The two men could not have escaped from the hall. There was a little
door near the platform, he had seen that—as the two men he sought had
seen it. Escape seemed possible through there; they had thought so,
too. But Falmouth knew that the outer door leading from the little
vestibule was guarded by two policemen. This was the sum of the
discovery made also by the two men he sought. He spoke rapidly to
Francois.
‘I want every person in the hall to be vouched for,’ he said
quickly. ‘Somebody must identify every man, and the identifier must
himself be identified.’
The arrangements were made with lightning-like rapidity. From the
platform in French, German and Yiddish, the leaders of the Red Hundred
explained the plan. Then the police formed a line, and one by one the
people came forward, and shyly, suspiciously or self-consciously,
according to their several natures, they passed the police line.
‘That is Simon Czech of Buda-Pest.’
‘Who identifies him?’
‘I.’—a dozen voices.
‘Pass.’
‘This is Michael Ranekov of Odessa.’
‘Who identifies him?’
‘I,’ said a burly man, speaking in German.
‘And you?’
There was a little titter, for Michael is the best-known man in the
Order. Some there were who, having passed the line, waited to identify
their kinsfolk and fellow-countrymen.
‘It seems much simpler than I could have imagined.’
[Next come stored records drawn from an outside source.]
//! Stream naming conventions
//!
//! Backends register each camera as `{camera}_main` and `{camera}_sub`, but
//! older installs expose the primary stream under the bare camera name. When
//! the server rejects a name, the relay tries the other spelling of the
//! primary stream once.

/// Suffix of the primary (high resolution) stream
pub const MAIN_SUFFIX: &str = "_main";

/// Suffix of the secondary (low resolution) stream
pub const SUB_SUFFIX: &str = "_sub";

/// Alternate name to try after a "stream not found" error.
///
/// `cam_main` becomes `cam`, `cam` becomes `cam_main`. Secondary streams
/// have no alternate.
pub fn fallback_stream_name(stream_name: &str) -> Option<String> {
    if let Some(base) = stream_name.strip_suffix(MAIN_SUFFIX) {
        return (!base.is_empty()).then(|| base.to_string());
    }
    if stream_name.ends_with(SUB_SUFFIX) || stream_name.is_empty() {
        return None;
    }
    Some(format!("{stream_name}{MAIN_SUFFIX}"))
}

#[cfg(test)]
mod tests {
    use super::*;

    #[test]
    fn test_main_strips_suffix() {
        assert_eq!(fallback_stream_name("cam1_main"), Some("cam1".into()));
    }

    #[test]
    fn test_bare_appends_main() {
        assert_eq!(fallback_stream_name("cam1"), Some("cam1_main".into()));
    }

    #[test]
    fn test_sub_has_no_fallback() {
        assert_eq!(fallback_stream_name("cam1_sub"), None);
    }

    #[test]
    fn test_degenerate_names() {
        assert_eq!(fallback_stream_name(""), None);
        assert_eq!(fallback_stream_name("_main"), None);
    }

    #[test]
    fn test_round_trip_terminates() {
        // main -> bare -> main again; the relay stops at the repeat
        let first = fallback_stream_name("lobby_main").unwrap();
        let second = fallback_stream_name(&first).unwrap();
        assert_eq!(second, "lobby_main");
    }
}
It was the tall man with the trim beard, who spoke in a guttural
tone which was neither German nor Yiddish. He was watching with amused
interest the examination.
‘Separating the lambs from the goats with a vengeance,’ he said with
a faint smile, and his taciturn companion nodded. Then he asked—
‘Do you think any of these people will recognize you as the man who
fired?’
The tall man shook his head decisively.
‘Their eyes were on the police—and besides I am too quick a shot.
Nobody saw me unless—’
‘The Woman of Gratz?’ asked the other, without showing the slightest
concern.
‘The Woman of Gratz,’ said George Manfred.
They formed part of a struggling line that moved slowly toward the
police barrier.
‘I fear,’ said Manfred, ‘that we shall be forced to make our escape
in a perfectly obvious way—the bull-at-the-gate method is one that I
object to on principle, and it is one that I have never been obliged to
employ.’
They were speaking all the time in the language of the harsh
gutturals, and those who were in their vicinity looked at them in some
perplexity, for it is a tongue unlike any that is heard in the
Revolutionary Belt.
Closer and closer they grew to the inflexible inquisitor at the end
of the police line. Ahead of them was a young man who turned from time
to time as if seeking a friend behind. His was a face that fascinated
the shorter of the two men, ever a student of faces. It was a face of
deadly pallor, that the dark close-cropped hair and the thick black
eyebrows accentuated. Aesthetic in outline, refined in contour, it was
the face of a visionary, and in the restless, troubled eyes there lay a
hint of the fanatic. He reached the barrier and a dozen eager men
stepped forward for the honour of sponsorship. Then he passed and
Manfred stepped calmly forward.
‘Heinrich Rossenburg of Raz,’ he mentioned the name of an obscure
Transylvanian village.
‘Who identifies this man?’ asked Falmouth monotonously. Manfred held
his breath and stood ready to spring.
‘I do.’
It was the spiritue who had gone before him; the dreamer with
the face of a priest.
‘Pass.’
Manfred, calm and smiling, sauntered through the police with a
familiar nod to his saviour. Then he heard the challenge that met his
companion.
‘Rolf Woolfund,’ he heard Poiccart’s clear, untroubled voice.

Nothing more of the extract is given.